The Court of Appeals affirmed as to all defendants except Jacks and “Doe.” It held that the state was not liable because of sovereign immunity, and that the defendants in supervisory positions were not liable because of the discretion attending their offices, characterized by the court as “official immunity.” The opinion specifically stated that the discretion of a suрerior official extended to judgment as to the hiring and retention of subordinates.

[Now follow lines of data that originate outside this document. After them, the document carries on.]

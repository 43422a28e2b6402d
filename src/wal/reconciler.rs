//! WAL reconciler
//!
//! Merges main-file rows with rows recovered from the `-wal` sibling.
//!
//! ## Merge Rules
//! - Main rows come first, in storage-natural order, bounded by `row_limit`
//! - With a primary key: a WAL row is appended only if its key is absent
//!   from the main table (all of it, not just the limited fetch) and was not
//!   already appended; the main row always wins a collision
//! - Without a primary key: every WAL row is appended and flagged by index
//! - WAL-only rows are never truncated by `row_limit`
//!
//! For a source that replays frames onto a copy of the main file (overlay),
//! "WAL rows" are the whole post-replay table. Keyed tables need nothing
//! extra. For keyless tables the main rows are first removed from it as a
//! multiset of full-row values, so only rows the WAL added are appended.
//! - Any failure while reading the WAL degrades to "no WAL contribution"

use std::collections::{BTreeSet, HashMap, HashSet};

use serde::Serialize;
use tracing::{debug, info, warn};

use crate::config::WalStrategy;
use crate::error::Result;
use crate::storage::catalog::key_names;
use crate::storage::{ColumnSchemaReader, Database};
use crate::value::{PrimaryKey, Row};

use super::source::{open_wal_source, WalSource};

/// Which rows are WAL-only
#[derive(Debug, Clone, PartialEq, Eq, Serialize)]
pub enum WalOnlyKeys {
    /// Primary-key tuples of appended WAL rows
    Keys(HashSet<PrimaryKey>),

    /// Row indices of appended WAL rows (table has no primary key)
    Indices(BTreeSet<usize>),
}

impl WalOnlyKeys {
    pub fn len(&self) -> usize {
        match self {
            WalOnlyKeys::Keys(k) => k.len(),
            WalOnlyKeys::Indices(i) => i.len(),
        }
    }

    pub fn is_empty(&self) -> bool {
        self.len() == 0
    }
}

/// What happened to the WAL side of a read
#[derive(Debug, Clone, PartialEq, Eq, Serialize)]
pub enum WalStatus {
    /// WAL merge was not requested
    Skipped,

    /// No `-wal` sibling next to the database
    Absent,

    /// Sibling read through `source`, yielding `rows_read` rows before dedup
    Merged { source: String, rows_read: usize },

    /// Sibling present but unusable; result holds main rows only
    Unreadable(String),
}

/// Provenance of one result row
#[derive(Debug, Clone, Copy, PartialEq, Eq, Serialize)]
pub enum RowOrigin {
    Main,
    Wal,
}

/// Unified row set with provenance
///
/// Rows `[0, main_row_count)` came from the main file; every later row came
/// from the WAL and was absent from the main file when the merge ran.
#[derive(Debug, Clone, PartialEq, Serialize)]
pub struct ReconciledResult {
    pub columns: Vec<String>,
    pub rows: Vec<Row>,
    pub wal_only: WalOnlyKeys,
    pub main_row_count: usize,
    pub wal_status: WalStatus,
}

impl ReconciledResult {
    /// A result holding main rows only
    pub fn main_only(columns: Vec<String>, rows: Vec<Row>, keyed: bool, status: WalStatus) -> Self {
        let wal_only = if keyed {
            WalOnlyKeys::Keys(HashSet::new())
        } else {
            WalOnlyKeys::Indices(BTreeSet::new())
        };

        Self {
            columns,
            main_row_count: rows.len(),
            rows,
            wal_only,
            wal_status: status,
        }
    }

    /// Where the row at `index` came from
    pub fn origin(&self, index: usize) -> Option<RowOrigin> {
        if index >= self.rows.len() {
            None
        } else if index < self.main_row_count {
            Some(RowOrigin::Main)
        } else {
            Some(RowOrigin::Wal)
        }
    }

    pub fn is_wal_only(&self, index: usize) -> bool {
        self.origin(index) == Some(RowOrigin::Wal)
    }

    /// Rows recovered from the WAL
    pub fn wal_rows(&self) -> &[Row] {
        &self.rows[self.main_row_count.min(self.rows.len())..]
    }

    pub fn wal_only_count(&self) -> usize {
        self.rows.len().saturating_sub(self.main_row_count)
    }
}

/// Column layout resolved once per reconcile
struct MergePlan {
    table: String,
    key_columns: Vec<String>,
    key_positions: Vec<usize>,
    row_limit: Option<usize>,
}

/// Merges a table's main rows with its WAL-only rows
pub struct WalReconciler<'a> {
    db: &'a Database,
    strategy: WalStrategy,
}

impl<'a> WalReconciler<'a> {
    pub fn new(db: &'a Database, strategy: WalStrategy) -> Self {
        Self { db, strategy }
    }

    /// Reconcile `table` against the sibling found next to the database file
    ///
    /// Schema and main-file failures propagate. Nothing on the WAL side does.
    pub fn reconcile(&self, table: &str, row_limit: Option<usize>) -> Result<ReconciledResult> {
        let (plan, mut result) = self.read_main(table, row_limit)?;

        let source = match open_wal_source(self.db.path(), self.strategy) {
            Ok(Some(source)) => source,
            Ok(None) => {
                debug!(table, "no WAL sibling; main rows only");
                result.wal_status = WalStatus::Absent;
                return Ok(result);
            }
            Err(e) => {
                warn!(table, error = %e, "WAL sibling unusable; continuing without it");
                result.wal_status = WalStatus::Unreadable(e.to_string());
                return Ok(result);
            }
        };

        self.merge(&plan, source.as_ref(), result)
    }

    /// Reconcile `table` against an explicitly provided source
    pub fn reconcile_with(
        &self,
        table: &str,
        row_limit: Option<usize>,
        source: &dyn WalSource,
    ) -> Result<ReconciledResult> {
        let (plan, result) = self.read_main(table, row_limit)?;
        self.merge(&plan, source, result)
    }

    // =========================================================================
    // Private Helpers
    // =========================================================================

    /// Steps 1-2: schema, key columns, limited main fetch
    fn read_main(&self, table: &str, row_limit: Option<usize>) -> Result<(MergePlan, ReconciledResult)> {
        let columns = ColumnSchemaReader::new(self.db).read(table)?;
        let key_columns = key_names(&columns);
        let key_positions: Vec<usize> = columns
            .iter()
            .enumerate()
            .filter(|(_, c)| c.is_primary_key)
            .map(|(i, _)| i)
            .collect();
        let names: Vec<String> = columns.into_iter().map(|c| c.name).collect();

        let rows = self.db.fetch_rows(table, &names, row_limit)?;
        debug!(table, rows = rows.len(), keys = key_columns.len(), "read main rows");

        let keyed = !key_columns.is_empty();
        let plan = MergePlan {
            table: table.to_string(),
            key_columns,
            key_positions,
            row_limit,
        };

        Ok((plan, ReconciledResult::main_only(names, rows, keyed, WalStatus::Skipped)))
    }

    /// Steps 4-7: fetch from the source and append WAL-only rows
    fn merge(&self, plan: &MergePlan, source: &dyn WalSource, mut result: ReconciledResult) -> Result<ReconciledResult> {
        let wal_rows = match source.fetch_rows(&plan.table, &result.columns) {
            Ok(rows) => rows,
            Err(e) => {
                warn!(table = %plan.table, source = source.label(), error = %e, "WAL read failed; continuing without it");
                result.wal_status = WalStatus::Unreadable(e.to_string());
                return Ok(result);
            }
        };
        let rows_read = wal_rows.len();

        if plan.key_columns.is_empty() {
            let wal_rows = if source.includes_main() {
                self.subtract_main_rows(plan, &result, wal_rows)?
            } else {
                wal_rows
            };
            let start = result.rows.len();
            result.rows.extend(wal_rows);
            result.wal_only = WalOnlyKeys::Indices((start..result.rows.len()).collect());
        } else {
            let main_keys = self.main_keys(plan, &result.rows)?;
            let mut wal_only = HashSet::new();

            for row in wal_rows {
                let key = row.key_at(&plan.key_positions);
                if !main_keys.contains(&key) && wal_only.insert(key) {
                    result.rows.push(row);
                }
            }
            result.wal_only = WalOnlyKeys::Keys(wal_only);
        }

        result.wal_status = WalStatus::Merged {
            source: source.label().to_string(),
            rows_read,
        };

        info!(
            table = %plan.table,
            source = source.label(),
            main = result.main_row_count,
            wal_read = rows_read,
            wal_only = result.wal_only.len(),
            "reconciled WAL"
        );

        Ok(result)
    }

    /// Drop one post-replay row per identical main row
    ///
    /// Without a key, row identity is the full tuple of values. Every main
    /// row counts, including those hidden by `row_limit`.
    fn subtract_main_rows(&self, plan: &MergePlan, result: &ReconciledResult, replayed: Vec<Row>) -> Result<Vec<Row>> {
        let hidden;
        let main_rows: &[Row] = match plan.row_limit {
            None => &result.rows[..result.main_row_count],
            Some(_) => {
                hidden = self.db.fetch_rows(&plan.table, &result.columns, None)?;
                &hidden
            }
        };

        let mut remaining: HashMap<&Row, usize> = HashMap::new();
        for row in main_rows {
            *remaining.entry(row).or_insert(0) += 1;
        }

        let mut added = Vec::new();
        for row in replayed {
            match remaining.get_mut(&row) {
                Some(count) if *count > 0 => *count -= 1,
                _ => added.push(row),
            }
        }

        debug!(table = %plan.table, added = added.len(), "subtracted main rows from replayed table");
        Ok(added)
    }

    /// Keys of the whole main table; the fetched rows suffice when unlimited
    fn main_keys(&self, plan: &MergePlan, main_rows: &[Row]) -> Result<HashSet<PrimaryKey>> {
        match plan.row_limit {
            None => Ok(main_rows.iter().map(|r| r.key_at(&plan.key_positions)).collect()),
            Some(_) => self.db.fetch_keys(&plan.table, &plan.key_columns),
        }
    }
}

The court held, however, that Doctors Jacks and Doe did not have positions established by statute and did not possess or exercise any part of the state’s sovereign power, but rather were physicians with the duty of rendering the same kind of treatment to Corley that private physicians afford their patients, and that they were not insulated from liability for negligence in the performance of these duties, citing
State ex rel. Eli Lilly and Company v. Gaertner,
I. Appealability
The defendants seek to pretermit our consideration of the merits by claiming *663 that the notice of appeal filed December 3, 1980 was too late to permit review of the judgment entered November 10, 1980. Rule 81.04(a) provides that notice of appeal must be filed within 10 days after a judgment becomes “final.” Rule 81.05(a) states that a judgment becomes final 30 days after entry. Thus the gross period is 40 days from the entry of final judgment, unless after-judgment motions are filed, of which there were none in this case. The notice of December 3 would appear on its face to be timely, if not premature, under these rules. (By Rule 81.05(b) a premature notice of appeal is effective, and is considered as having been filed immediately after the judgment becomes final).
The defendants argue, however, that the direction of finality pursuant to Rule 81.06 is itself the final judgment of Rule 81.04(a), so that the notice of appeal had to be filed within ten days. We do not agree. The judgment of November 10, 1980 was the first appealable judgment entered in the case. The trial court could have set that judgment aside within 30 days, just as any other judgment, and post-judgment motions could have been filed.
Woods v. Juvenile Shoe Corp.,
Cases should be heard on the merits if possible. Statutes and rules should be construed liberally in favor of allowing appeals to proceed.
City of Winnebago
v.
Sharp,
II. The Decision to Release
We turn then to the merits. The question is whether the plaintiff’s petition states a claim on which relief can be granted. In testing the petition we must assume that the properly pleaded facts are true and must construe the petition liberally in favor of the pleader. The plaintiff should not be turned out of court thrоugh a narrow and technical reading of her petition. But there are limits. The allegation that Corley’s release was “contrary to law” is a bald legal conclusion which is not binding on us.
Hardy v. McNary,
(a) The Liability of the Treating Physicians
We deal first with the claims against Doctors Jacks and Doe for allowing Corley to leave the institution on pass. It is alleged that Jacks is “chief of the medical staff,” which would indicate that he has supervisory duties, but for present purposes we shall assume that he was active in the care and treatment of Corley. The claim is that Corley was a dangerous person with severe mental illness, that he should have been confined continuously in an institution, that the defendants Jacks and Doe were “grossly” negligent in allowing him to *664 leave on pass, and that his presence in the world at large was dangerous to members of the public including the plaintiff’s decedent. We gather from the petition that the fatal attack did not occur until several weeks after Corley was due to return from his pass, but shall assume that the issuance of the pass was an event in the direct chain of causation.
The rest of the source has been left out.